- Opening Delimiter -

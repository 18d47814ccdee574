//! [`Command`] definition.

pub mod save_property;
pub mod update_property_details;

use common::operations::{By, Select};
use derive_more::{Display, Error, From};
use tracerr::Traced;
use tracing as log;

use crate::{
    domain::{property, Property},
    infra::{database, Database},
    read,
};

/// [`Command`] of the [`Service`].
///
/// [`Service`]: crate::Service
pub use common::Handler as Command;

pub use self::{
    save_property::SaveProperty,
    update_property_details::UpdatePropertyDetails,
};

/// Maximum number of [`property::Slug`] candidates probed before giving up.
///
/// Hitting the cap means thousands of same-named properties, which is a data
/// problem rather than something to paper over with endless probing.
pub(crate) const MAX_SLUG_ATTEMPTS: u32 = 64;

/// Picks a unique [`property::Slug`] for the [`Property`] identified by the
/// `owner` ID, derived from the given naming `source`.
///
/// The normalized form is probed first, then `-2`, `-3` and so on suffixed
/// variants, up to [`MAX_SLUG_ATTEMPTS`]. A slug held by the `owner` itself
/// doesn't count as taken.
pub(crate) async fn unique_slug<Tx>(
    tx: &Tx,
    source: &str,
    owner: property::Id,
) -> Result<property::Slug, Traced<UniqueSlugError>>
where
    Tx: Database<
        Select<By<read::property::SlugIsTaken, (property::Slug, property::Id)>>,
        Ok = read::property::SlugIsTaken,
        Err = Traced<database::Error>,
    >,
{
    use UniqueSlugError as E;

    let base = property::Slug::normalize(source);
    for attempt in 1..=MAX_SLUG_ATTEMPTS {
        let candidate = if attempt == 1 {
            base.clone()
        } else {
            base.with_suffix(attempt)
        };
        let taken = tx
            .execute(Select(By::new((candidate.clone(), owner))))
            .await
            .map_err(tracerr::map_from_and_wrap!(=> E))?;
        if !*taken {
            if attempt > 1 {
                log::debug!("`Slug` `{base}` taken, picked `{candidate}`");
            }
            return Ok(candidate);
        }
    }
    Err(tracerr::new!(E::AttemptsExhausted(base)))
}

/// Error of picking a unique [`property::Slug`].
#[derive(Debug, Display, Error, From)]
pub enum UniqueSlugError {
    /// [`Database`] error.
    #[display("`Database` operation failed: {_0}")]
    Db(database::Error),

    /// Every probed candidate was already taken.
    #[display("no free `Slug` variant of `{_0}` found")]
    #[from(ignore)]
    AttemptsExhausted(#[error(not(source))] property::Slug),
}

- Closing Delimiter -

• Work request: Show all lines in the records above that hold "common".

• Reply:
use common::operations::{By, Select};
pub use common::Handler as Command;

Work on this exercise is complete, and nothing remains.